OpenSER – what does it need next?

Filed under: openser, voip — miconda @ 8:51 pm

I just setup a new poll on kamailio.org (openser.org) site asking what you think OpenSER needs most in the next phase. We are approaching a new major release, 1.3, so the project should look for a new stage very soon.

I expect that the “documentation” will lead anyhow, against the other options: “scalability”, “flexibility” and “new features”. I admit the question is quite shadowy, it should have been more specific, but I think will reveal the proper ratio of interests.

As in most of open source projects, the documentation is not as everybody will like, although they don’t consider sources where a lot of good information is available, even for non-programmers. The other three are more or less very well represented in upcoming openser release. Scalability capabilities grew with new enhancements in NAT traversal handling, flexibility is improved by configuration options, while the new features can be easily developed by Perl or Java extensions, in the area of VoIP applications — for a SIP router, what openser stock offers is fair enough.

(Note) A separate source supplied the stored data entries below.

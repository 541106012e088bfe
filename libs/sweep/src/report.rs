//! Tabular sweep results.

use std::fmt::Display;
use std::fs::File;
use std::io::Write;
use std::path::Path;

use arcstr::ArcStr;

use crate::error::{Error, Result};
use crate::{Corner, SweepSpec};

/// The default text written for unavailable measurements.
pub const DEFAULT_UNAVAILABLE: &str = "N/A";

/// A single measurement cell.
#[derive(Debug, Clone, Eq, PartialEq)]
pub enum Measurement {
    /// A numeric value, in the simulator's textual form.
    Value(ArcStr),
    /// The measurement is missing, failed, or the corner did not complete.
    Unavailable,
}

impl Measurement {
    /// Returns `true` if this measurement has a value.
    #[inline]
    pub fn is_available(&self) -> bool {
        matches!(self, Self::Value(_))
    }

    /// The value of this measurement, if available.
    pub fn value(&self) -> Option<&ArcStr> {
        match self {
            Self::Value(value) => Some(value),
            Self::Unavailable => None,
        }
    }
}

/// The results of one corner.
#[derive(Debug, Clone, Eq, PartialEq)]
pub struct ResultRow {
    corner: Corner,
    measurements: Vec<Measurement>,
}

impl ResultRow {
    /// Creates a row from the measurements of a corner, in measure order.
    pub fn new(corner: Corner, measurements: Vec<Measurement>) -> Self {
        Self {
            corner,
            measurements,
        }
    }

    /// Creates a row in which all `num_measures` measurements are unavailable.
    pub fn unavailable(corner: Corner, num_measures: usize) -> Self {
        Self::new(corner, vec![Measurement::Unavailable; num_measures])
    }

    /// The corner this row describes.
    #[inline]
    pub fn corner(&self) -> &Corner {
        &self.corner
    }

    /// The measurements of this row, in measure order.
    #[inline]
    pub fn measurements(&self) -> &[Measurement] {
        &self.measurements
    }

    /// Returns `true` if any measurement of this row is unavailable.
    pub fn is_incomplete(&self) -> bool {
        self.measurements.iter().any(|m| !m.is_available())
    }
}

/// A report with one row per corner, in corner order.
#[derive(Debug, Clone)]
pub struct Report {
    header: Vec<String>,
    num_measures: usize,
    rows: Vec<ResultRow>,
    unavailable: ArcStr,
}

/// Counts of the rows in a [`Report`].
#[derive(Debug, Clone, Copy, Eq, PartialEq)]
pub struct ReportSummary {
    /// The total number of rows.
    pub rows: usize,
    /// The number of rows with at least one unavailable measurement.
    pub incomplete: usize,
}

impl Display for ReportSummary {
    fn fmt(&self, f: &mut std::fmt::Formatter<'_>) -> std::fmt::Result {
        write!(
            f,
            "{} corners, {} with unavailable measurements",
            self.rows, self.incomplete
        )
    }
}

impl Report {
    /// Creates an empty report with the columns of the given specification.
    pub fn new(spec: &SweepSpec) -> Self {
        let header = ["corner_id".to_string(), "temperature".to_string()]
            .into_iter()
            .chain(spec.params().map(|p| format!("param_{}", p.name())))
            .chain(spec.libs().map(|l| l.id().column_name()))
            .chain(spec.measures().iter().map(|m| m.to_string()))
            .collect();
        Self {
            header,
            num_measures: spec.measures().len(),
            rows: Vec::new(),
            unavailable: ArcStr::from(DEFAULT_UNAVAILABLE),
        }
    }

    /// Sets the text written for unavailable measurements.
    pub fn with_unavailable(mut self, text: impl Into<ArcStr>) -> Self {
        self.unavailable = text.into();
        self
    }

    /// Appends a row.
    ///
    /// Rows must be added in strictly increasing corner order and carry one
    /// measurement per requested measure.
    pub fn push(&mut self, row: ResultRow) -> Result<()> {
        if let Some(prev) = self.rows.last() {
            if prev.corner.id() >= row.corner.id() {
                return Err(Error::RowOutOfOrder {
                    prev: prev.corner.id(),
                    got: row.corner.id(),
                });
            }
        }
        if row.measurements.len() != self.num_measures {
            return Err(Error::MeasurementCount {
                corner: row.corner.id(),
                expected: self.num_measures,
                got: row.measurements.len(),
            });
        }
        self.rows.push(row);
        Ok(())
    }

    /// The column names.
    #[inline]
    pub fn header(&self) -> &[String] {
        &self.header
    }

    /// The rows, in corner order.
    #[inline]
    pub fn rows(&self) -> &[ResultRow] {
        &self.rows
    }

    /// The number of rows.
    #[inline]
    pub fn len(&self) -> usize {
        self.rows.len()
    }

    /// Returns `true` if the report has no rows.
    #[inline]
    pub fn is_empty(&self) -> bool {
        self.rows.is_empty()
    }

    /// Counts complete and incomplete rows.
    pub fn summary(&self) -> ReportSummary {
        ReportSummary {
            rows: self.rows.len(),
            incomplete: self.rows.iter().filter(|row| row.is_incomplete()).count(),
        }
    }

    fn record<'a>(&'a self, row: &'a ResultRow) -> Vec<&'a str> {
        let corner = &row.corner;
        let mut record = Vec::with_capacity(self.header.len());
        record.extend(corner.params().values().map(ArcStr::as_str));
        record.extend(corner.libs().values().map(ArcStr::as_str));
        record.extend(row.measurements.iter().map(|m| match m {
            Measurement::Value(value) => value.as_str(),
            Measurement::Unavailable => self.unavailable.as_str(),
        }));
        record
    }

    /// Writes the report as CSV.
    pub fn write_csv<W: Write>(&self, w: W) -> Result<()> {
        let mut writer = csv::Writer::from_writer(w);
        writer.write_record(&self.header)?;
        for row in self.rows.iter() {
            let id = row.corner.id().to_string();
            let temperature = row.corner.temperature().to_string();
            writer.write_record(
                [id.as_str(), temperature.as_str()]
                    .into_iter()
                    .chain(self.record(row)),
            )?;
        }
        writer.flush()?;
        Ok(())
    }

    /// Writes the report as CSV to the file at `path`, creating parent directories as needed.
    pub fn write_to_file(&self, path: impl AsRef<Path>) -> Result<()> {
        let path = path.as_ref();
        let file = create_file(path)?;
        self.write_csv(file)?;
        tracing::info!(path = ?path, rows = self.rows.len(), "wrote report");
        Ok(())
    }
}

/// Creates (or truncates) a report file, creating parent directories as needed.
///
/// Lets callers find out that a report cannot be written before producing it.
pub fn create_file(path: impl AsRef<Path>) -> Result<File> {
    let path = path.as_ref();
    if let Some(parent) = path.parent().filter(|p| !p.as_os_str().is_empty()) {
        std::fs::create_dir_all(parent)?;
    }
    Ok(File::create(path)?)
}
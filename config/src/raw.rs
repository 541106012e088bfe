//! Raw TOML configuration loading and merging.
//!
//! Configuration files are discovered by walking from the working directory up
//! its ancestors. Values from nearer files take priority over values from
//! farther ones, and environment variables take priority over all files.
//! Tables are merged key by key; any other value is replaced as a whole.

use std::collections::HashMap;
use std::fmt;
use std::path::{Path, PathBuf};

use anyhow::{Context, Result};
use toml::{Table, Value};

use crate::paths;

/// The name of configuration files.
pub const CONFIG_FILE: &str = "Ngcsim.toml";

/// The prefix of environment variables overriding configuration values.
///
/// The value of `<section>.<key>` is overridden by `NGCSIM_<SECTION>_<KEY>`.
pub const ENV_PREFIX: &str = "NGCSIM";

/// Where a configuration value was defined.
#[derive(Debug, Clone, Eq, PartialEq)]
pub(crate) enum Definition {
    /// Defined in a configuration file.
    Path(PathBuf),
    /// Defined by an environment variable.
    Environment(String),
}

impl Definition {
    /// The directory relative paths are resolved against.
    pub(crate) fn root<'a>(&'a self, cwd: &'a Path) -> &'a Path {
        match self {
            Definition::Path(p) => p.parent().unwrap_or(cwd),
            Definition::Environment(_) => cwd,
        }
    }
}

impl fmt::Display for Definition {
    fn fmt(&self, f: &mut fmt::Formatter<'_>) -> fmt::Result {
        match self {
            Definition::Path(p) => write!(f, "`{}`", p.display()),
            Definition::Environment(key) => write!(f, "environment variable `{}`", key),
        }
    }
}

/// How a configuration value is interpreted when it comes from the environment
/// or when it names a path.
#[derive(Debug, Clone, Copy, Eq, PartialEq)]
enum Kind {
    String,
    Integer,
    /// An integer or a floating point number.
    Number,
    /// A whitespace-separated list in the environment.
    List,
    /// A path relative to where it is defined.
    Path,
    /// A path relative to where it is defined if it contains a separator,
    /// otherwise a program looked up on `PATH`.
    Program,
}

/// Every known configuration key.
const KEYS: &[(&str, &str, Kind)] = &[
    ("simulator", "command", Kind::Program),
    ("simulator", "args", Kind::List),
    ("simulator", "timeout", Kind::Integer),
    ("run", "jobs", Kind::Integer),
    ("run", "scratch_dir", Kind::Path),
    ("report", "unavailable", Kind::String),
    ("sweep", "default_temperature", Kind::Number),
];

/// The environment variable overriding `<section>.<key>`.
pub(crate) fn env_key(section: &str, key: &str) -> String {
    format!(
        "{}_{}_{}",
        ENV_PREFIX,
        section.to_uppercase(),
        key.to_uppercase()
    )
}

/// Unparsed configuration, before conversion into typed values.
#[derive(Debug, Clone)]
pub(crate) struct RawConfig {
    /// The directory configuration discovery starts from.
    cwd: PathBuf,
    /// Directory where config file searching should stop (inclusive).
    search_stop_path: Option<PathBuf>,
    /// Environment variable snapshot.
    env: HashMap<String, String>,
}

impl RawConfig {
    pub(crate) fn new(cwd: PathBuf) -> Self {
        let env = std::env::vars()
            .filter(|(key, _)| key.starts_with(ENV_PREFIX))
            .collect();
        Self {
            cwd,
            search_stop_path: None,
            env,
        }
    }

    pub(crate) fn set_env(&mut self, env: HashMap<String, String>) {
        self.env = env;
    }

    /// Sets the path where ancestor config file searching will stop. The
    /// given path is included, but its ancestors are not.
    pub(crate) fn set_search_stop_path(&mut self, path: PathBuf) {
        self.search_stop_path = Some(path);
    }

    /// Loads and merges all configuration files and environment overrides.
    pub(crate) fn load(&self) -> Result<Table> {
        let files = paths::find_in_ancestors(
            &self.cwd,
            self.search_stop_path.as_deref(),
            CONFIG_FILE,
        );
        let mut merged = Table::new();
        for path in files.iter().rev() {
            let table = load_file(path)?;
            merge(&mut merged, table);
        }
        self.apply_env(&mut merged)?;
        Ok(merged)
    }

    fn apply_env(&self, table: &mut Table) -> Result<()> {
        for &(section, key, kind) in KEYS {
            let var = env_key(section, key);
            let Some(raw) = self.env.get(&var) else {
                continue;
            };
            let definition = Definition::Environment(var.clone());
            let value = match kind {
                Kind::String => Value::String(raw.clone()),
                Kind::Integer => Value::Integer(raw.trim().parse().with_context(|| {
                    format!("invalid value `{}` in {}: expected an integer", raw, definition)
                })?),
                Kind::Number => parse_number(raw).with_context(|| {
                    format!("invalid value `{}` in {}: expected a number", raw, definition)
                })?,
                Kind::List => Value::Array(
                    raw.split_whitespace()
                        .map(|s| Value::String(s.to_string()))
                        .collect(),
                ),
                Kind::Path | Kind::Program => {
                    Value::String(resolve_path(kind, raw, definition.root(&self.cwd)))
                }
            };
            tracing::debug!(%definition, "applying configuration override");
            section_mut(table, section)?.insert(key.to_string(), value);
        }
        Ok(())
    }
}

/// Loads a configuration file, resolving relative paths against its directory.
fn load_file(path: &Path) -> Result<Table> {
    let contents = std::fs::read_to_string(path)
        .with_context(|| format!("failed to read configuration file `{}`", path.display()))?;
    let mut table: Table = contents
        .parse()
        .map_err(|e| anyhow::Error::from(e).context("could not parse input as TOML"))
        .with_context(|| format!("could not parse TOML configuration in `{}`", path.display()))?;

    let definition = Definition::Path(path.to_path_buf());
    let root = definition.root(path);
    for &(section, key, kind) in KEYS {
        if !matches!(kind, Kind::Path | Kind::Program) {
            continue;
        }
        let value = table
            .get_mut(section)
            .and_then(Value::as_table_mut)
            .and_then(|section| section.get_mut(key));
        if let Some(Value::String(s)) = value {
            *s = resolve_path(kind, s, root);
        }
    }
    tracing::debug!(path = ?path, "loaded configuration file");
    Ok(table)
}

fn parse_number(raw: &str) -> Result<Value> {
    let raw = raw.trim();
    match raw.parse::<i64>() {
        Ok(i) => Ok(Value::Integer(i)),
        Err(_) => Ok(Value::Float(raw.parse::<f64>()?)),
    }
}

fn resolve_path(kind: Kind, value: &str, root: &Path) -> String {
    if kind == Kind::Program && !value.contains(['/', '\\']) {
        return value.to_string();
    }
    paths::resolve(root, value).to_string_lossy().into_owned()
}

fn section_mut<'a>(table: &'a mut Table, section: &str) -> Result<&'a mut Table> {
    table
        .entry(section.to_string())
        .or_insert(Value::Table(Table::new()))
        .as_table_mut()
        .with_context(|| format!("configuration key `{}` must be a table", section))
}

/// Merges `from` into `into`, with values in `from` taking priority.
fn merge(into: &mut Table, from: Table) {
    for (key, value) in from {
        match value {
            Value::Table(new) => match into.get_mut(&key) {
                Some(Value::Table(old)) => merge(old, new),
                _ => {
                    into.insert(key, Value::Table(new));
                }
            },
            value => {
                into.insert(key, value);
            }
        }
    }
}
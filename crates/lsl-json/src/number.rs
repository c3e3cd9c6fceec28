//! Numeric lexeme classification and formatting.
//!
//! The integer/float split is decided by how a number is written, never by
//! its value: `0` is an integer, `0.0` and `0e0` are floats.

use thiserror::Error;

use crate::Element;

#[derive(Debug, Error, Clone, PartialEq, Eq)]
pub enum NumberError {
    #[error("malformed number `{0}`")]
    Malformed(String),
    #[error("number `{0}` is out of range")]
    OutOfRange(String),
}

/// True when the literal carries a fraction or an exponent.
pub fn is_float_lexeme(text: &str) -> bool {
    text.bytes().any(|b| matches!(b, b'.' | b'e' | b'E'))
}

/// Classify a numeric literal into an `Integer` or `Float` element.
///
/// - `"0"`   -> `Integer(0)`
/// - `"0.0"` -> `Float(0.0)`
/// - `"1e2"` -> `Float(100.0)`
///
/// Integers must fit `i64`; floats must stay finite.
pub fn classify_lexeme(text: &str) -> Result<Element, NumberError> {
    if is_float_lexeme(text) {
        let value: f64 = text
            .parse()
            .map_err(|_| NumberError::Malformed(text.to_owned()))?;
        if !value.is_finite() {
            return Err(NumberError::OutOfRange(text.to_owned()));
        }
        return Ok(Element::Float(value));
    }
    let digits = text.strip_prefix('-').unwrap_or(text);
    if digits.is_empty() || !digits.bytes().all(|b| b.is_ascii_digit()) {
        return Err(NumberError::Malformed(text.to_owned()));
    }
    text.parse::<i64>()
        .map(Element::Integer)
        .map_err(|_| NumberError::OutOfRange(text.to_owned()))
}

/// Minimal decimal form, never with a decimal point.
pub fn format_integer(value: i64) -> String {
    value.to_string()
}

/// Shortest round-tripping decimal form, always with a decimal point.
///
/// Non-finite values have no JSON spelling and render as `null`.
pub fn format_float(value: f64) -> String {
    if !value.is_finite() {
        return "null".to_owned();
    }
    let mut out = value.to_string();
    if !out.contains('.') {
        out.push_str(".0");
    }
    out
}

/// Format a numeric element as JSON number text. `None` for non-numeric elements.
pub fn format_number(element: &Element) -> Option<String> {
    match element {
        Element::Integer(n) => Some(format_integer(*n)),
        Element::Float(x) => Some(format_float(*x)),
        Element::Str(_) | Element::Opaque(_) => None,
    }
}
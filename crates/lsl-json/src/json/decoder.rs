//! Strict JSON text decoder.
//!
//! Recursive descent over the RFC 8259 grammar. Numbers keep their lexeme so
//! the integer/float split survives; object members keep source order and
//! duplicates. Nesting is capped by [`JsonDecoder::max_depth`].

use super::error::ParseError;
use super::value::{JsonNumber, JsonValue};
use crate::constants::DEFAULT_MAX_DEPTH;
use crate::number::classify_lexeme;

/// JSON text decoder.
#[derive(Debug, Clone, Copy, PartialEq, Eq)]
pub struct JsonDecoder {
    pub max_depth: usize,
}

impl Default for JsonDecoder {
    fn default() -> Self {
        Self::new()
    }
}

impl JsonDecoder {
    pub fn new() -> Self {
        Self {
            max_depth: DEFAULT_MAX_DEPTH,
        }
    }

    pub fn with_max_depth(max_depth: usize) -> Self {
        Self { max_depth }
    }

    /// Decodes exactly one JSON value; only whitespace may follow it.
    pub fn decode(&self, text: &str) -> Result<JsonValue, ParseError> {
        let mut reader = Reader {
            text,
            data: text.as_bytes(),
            x: 0,
            depth: 0,
            max_depth: self.max_depth,
        };
        reader.ws();
        let value = reader.read_any()?;
        reader.ws();
        if reader.x < reader.data.len() {
            return Err(ParseError::TrailingData(reader.x));
        }
        Ok(value)
    }
}

struct Reader<'a> {
    text: &'a str,
    data: &'a [u8],
    x: usize,
    depth: usize,
    max_depth: usize,
}

impl Reader<'_> {
    fn peek(&self) -> Option<u8> {
        self.data.get(self.x).copied()
    }

    /// Error for whatever sits at the cursor.
    fn unexpected(&self) -> ParseError {
        if self.x >= self.data.len() {
            ParseError::UnexpectedEnd
        } else {
            ParseError::UnexpectedToken(self.x)
        }
    }

    fn ws(&mut self) {
        while let Some(b' ' | b'\t' | b'\n' | b'\r') = self.peek() {
            self.x += 1;
        }
    }

    fn expect(&mut self, byte: u8) -> Result<(), ParseError> {
        if self.peek() == Some(byte) {
            self.x += 1;
            Ok(())
        } else {
            Err(self.unexpected())
        }
    }

    fn read_any(&mut self) -> Result<JsonValue, ParseError> {
        match self.peek() {
            Some(b'{') => self.read_obj(),
            Some(b'[') => self.read_arr(),
            Some(b'"') => self.read_str().map(JsonValue::Str),
            Some(b'-' | b'0'..=b'9') => self.read_num(),
            Some(b't') => self.read_literal("true", JsonValue::Bool(true)),
            Some(b'f') => self.read_literal("false", JsonValue::Bool(false)),
            Some(b'n') => self.read_literal("null", JsonValue::Null),
            _ => Err(self.unexpected()),
        }
    }

    fn read_literal(&mut self, word: &str, value: JsonValue) -> Result<JsonValue, ParseError> {
        if self.data[self.x..].starts_with(word.as_bytes()) {
            self.x += word.len();
            Ok(value)
        } else {
            Err(ParseError::UnexpectedToken(self.x))
        }
    }

    fn enter(&mut self) -> Result<(), ParseError> {
        self.depth += 1;
        if self.depth > self.max_depth {
            return Err(ParseError::NestingTooDeep(self.max_depth));
        }
        Ok(())
    }

    fn read_arr(&mut self) -> Result<JsonValue, ParseError> {
        self.enter()?;
        self.x += 1; // [
        let mut items = Vec::new();
        self.ws();
        if self.peek() == Some(b']') {
            self.x += 1;
            self.depth -= 1;
            return Ok(JsonValue::Array(items));
        }
        loop {
            self.ws();
            items.push(self.read_any()?);
            self.ws();
            match self.peek() {
                Some(b',') => self.x += 1,
                Some(b']') => {
                    self.x += 1;
                    break;
                }
                _ => return Err(self.unexpected()),
            }
        }
        self.depth -= 1;
        Ok(JsonValue::Array(items))
    }

    fn read_obj(&mut self) -> Result<JsonValue, ParseError> {
        self.enter()?;
        self.x += 1; // {
        let mut members = Vec::new();
        self.ws();
        if self.peek() == Some(b'}') {
            self.x += 1;
            self.depth -= 1;
            return Ok(JsonValue::Object(members));
        }
        loop {
            self.ws();
            if self.peek() != Some(b'"') {
                return Err(self.unexpected());
            }
            let key = self.read_str()?;
            self.ws();
            self.expect(b':')?;
            self.ws();
            let value = self.read_any()?;
            members.push((key, value));
            self.ws();
            match self.peek() {
                Some(b',') => self.x += 1,
                Some(b'}') => {
                    self.x += 1;
                    break;
                }
                _ => return Err(self.unexpected()),
            }
        }
        self.depth -= 1;
        Ok(JsonValue::Object(members))
    }

    fn read_str(&mut self) -> Result<String, ParseError> {
        let start = self.x;
        self.x += 1; // "
        let mut out = String::new();
        let mut run = self.x;
        loop {
            let Some(ch) = self.peek() else {
                return Err(ParseError::UnterminatedString(start));
            };
            match ch {
                b'"' => {
                    out.push_str(&self.text[run..self.x]);
                    self.x += 1;
                    return Ok(out);
                }
                b'\\' => {
                    out.push_str(&self.text[run..self.x]);
                    self.read_escape(start, &mut out)?;
                    run = self.x;
                }
                0x00..=0x1f => return Err(ParseError::UnexpectedToken(self.x)),
                _ => self.x += 1,
            }
        }
    }

    /// Decodes one escape sequence; the cursor sits on the backslash.
    fn read_escape(&mut self, start: usize, out: &mut String) -> Result<(), ParseError> {
        let at = self.x;
        self.x += 1;
        let Some(ch) = self.peek() else {
            return Err(ParseError::UnterminatedString(start));
        };
        self.x += 1;
        let decoded = match ch {
            b'"' => '"',
            b'\\' => '\\',
            b'/' => '/',
            b'b' => '\u{0008}',
            b'f' => '\u{000C}',
            b'n' => '\n',
            b'r' => '\r',
            b't' => '\t',
            b'u' => self.read_unicode_escape(start, at)?,
            _ => return Err(ParseError::InvalidEscape(at)),
        };
        out.push(decoded);
        Ok(())
    }

    fn read_unicode_escape(&mut self, start: usize, at: usize) -> Result<char, ParseError> {
        let hi = self.read_hex4(start, at)?;
        let code = match hi {
            0xD800..=0xDBFF => {
                if !self.data[self.x..].starts_with(b"\\u") {
                    return Err(ParseError::InvalidEscape(at));
                }
                self.x += 2;
                let lo = self.read_hex4(start, at)?;
                if !(0xDC00..=0xDFFF).contains(&lo) {
                    return Err(ParseError::InvalidEscape(at));
                }
                0x10000 + ((hi - 0xD800) << 10) + (lo - 0xDC00)
            }
            0xDC00..=0xDFFF => return Err(ParseError::InvalidEscape(at)),
            _ => hi,
        };
        char::from_u32(code).ok_or(ParseError::InvalidEscape(at))
    }

    fn read_hex4(&mut self, start: usize, at: usize) -> Result<u32, ParseError> {
        if self.x + 4 > self.data.len() {
            return Err(ParseError::UnterminatedString(start));
        }
        let mut code = 0u32;
        for &b in &self.data[self.x..self.x + 4] {
            let digit = (b as char).to_digit(16).ok_or(ParseError::InvalidEscape(at))?;
            code = (code << 4) | digit;
        }
        self.x += 4;
        Ok(code)
    }

    fn digits(&mut self) -> usize {
        let from = self.x;
        while let Some(b'0'..=b'9') = self.peek() {
            self.x += 1;
        }
        self.x - from
    }

    fn read_num(&mut self) -> Result<JsonValue, ParseError> {
        let start = self.x;
        if self.peek() == Some(b'-') {
            self.x += 1;
        }
        match self.peek() {
            Some(b'0') => self.x += 1,
            Some(b'1'..=b'9') => {
                self.digits();
            }
            _ => return Err(ParseError::TruncatedNumber(start)),
        }
        if self.peek() == Some(b'.') {
            self.x += 1;
            if self.digits() == 0 {
                return Err(ParseError::TruncatedNumber(start));
            }
        }
        if let Some(b'e' | b'E') = self.peek() {
            self.x += 1;
            if let Some(b'+' | b'-') = self.peek() {
                self.x += 1;
            }
            if self.digits() == 0 {
                return Err(ParseError::TruncatedNumber(start));
            }
        }
        let lexeme = &self.text[start..self.x];
        classify_lexeme(lexeme)?;
        Ok(JsonValue::Number(JsonNumber::new(lexeme)))
    }
}
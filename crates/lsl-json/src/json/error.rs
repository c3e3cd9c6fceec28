//! JSON codec error types.

use thiserror::Error;

use crate::number::NumberError;

/// Reasons JSON text was rejected. Offsets are byte positions in the input.
#[derive(Debug, Error, Clone, PartialEq, Eq)]
pub enum ParseError {
    #[error("unexpected token at byte {0}")]
    UnexpectedToken(usize),
    #[error("unexpected end of input")]
    UnexpectedEnd,
    #[error("unterminated string starting at byte {0}")]
    UnterminatedString(usize),
    #[error("invalid escape sequence at byte {0}")]
    InvalidEscape(usize),
    #[error("truncated number at byte {0}")]
    TruncatedNumber(usize),
    #[error("trailing data at byte {0}")]
    TrailingData(usize),
    #[error("nesting deeper than {0} levels")]
    NestingTooDeep(usize),
    #[error(transparent)]
    Number(#[from] NumberError),
}

/// Caller contract violations when framing a list as JSON.
#[derive(Debug, Error, Clone, PartialEq, Eq)]
pub enum SerializeError {
    #[error("object framing needs an even element count, got {0}")]
    OddElementCount(usize),
    #[error("invalid container kind {0:?}")]
    InvalidContainerKind(String),
}
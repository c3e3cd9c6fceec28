//! Bridges between [`JsonValue`] and `serde_json::Value`.

use serde_json::{Map, Number, Value};

use super::value::{JsonNumber, JsonValue};
use crate::number::format_float;
use crate::Element;

impl From<Value> for JsonValue {
    fn from(value: Value) -> Self {
        match value {
            Value::Null => JsonValue::Null,
            Value::Bool(b) => JsonValue::Bool(b),
            Value::Number(n) => JsonValue::Number(number_from_serde(&n)),
            Value::String(s) => JsonValue::Str(s),
            Value::Array(items) => {
                JsonValue::Array(items.into_iter().map(JsonValue::from).collect())
            }
            Value::Object(map) => JsonValue::Object(
                map.into_iter()
                    .map(|(k, v)| (k, JsonValue::from(v)))
                    .collect(),
            ),
        }
    }
}

/// serde_json keeps floats apart from integers; the float case is rendered
/// with a point so the lexeme still classifies as a float.
fn number_from_serde(n: &Number) -> JsonNumber {
    match n.as_f64() {
        Some(x) if n.is_f64() => JsonNumber::new(format_float(x)),
        _ => JsonNumber::new(n.to_string()),
    }
}

/// Duplicate object keys collapse: the last value wins.
impl From<&JsonValue> for Value {
    fn from(value: &JsonValue) -> Self {
        match value {
            JsonValue::Null => Value::Null,
            JsonValue::Bool(b) => Value::Bool(*b),
            JsonValue::Number(n) => match n.to_element() {
                Ok(Element::Integer(i)) => Value::from(i),
                Ok(Element::Float(x)) => Number::from_f64(x).map_or(Value::Null, Value::Number),
                _ => Value::Null,
            },
            JsonValue::Str(s) => Value::String(s.clone()),
            JsonValue::Array(items) => Value::Array(items.iter().map(Value::from).collect()),
            JsonValue::Object(members) => {
                let mut map = Map::with_capacity(members.len());
                for (key, member) in members {
                    map.insert(key.clone(), Value::from(member));
                }
                Value::Object(map)
            }
        }
    }
}
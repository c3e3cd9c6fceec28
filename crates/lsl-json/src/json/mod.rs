//! JSON text codec over [`JsonValue`].
//!
//! The decoder keeps number lexemes intact and object members in source
//! order (duplicates included); the encoder writes canonical compact text.

pub mod convert;
pub mod decoder;
pub mod encoder;
pub mod error;
pub mod value;

pub use decoder::JsonDecoder;
pub use encoder::JsonEncoder;
pub use error::{ParseError, SerializeError};
pub use value::{JsonNumber, JsonValue};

So, watching close the votes…

October 2, 2007

Rome, Italy

Filed under: openser — Tags: , , — miconda @ 7:45 pm

I used the opportunity of going to VoN Rome for OpenSER Admin Training to spend some time and visit the city. It is a walking museum, showing the great of ancient and early AD age Romans. It is amazing how their build a developed civilization. Speaking natively one of the Latin languages, I enjoyed maybe a bit more, but I am sure I do an objective statement about city’s beauty.

Apart of that, the lovers of pizza & pasta & icecream won’t regret any day spent there. Following this event, I started a photo album dedicated to OpenSER project at flickr – for now, just few photos since last year summit.

Of course I have a lot of pending emails, so please, be patient, I should respond in the next days, if not, just resend.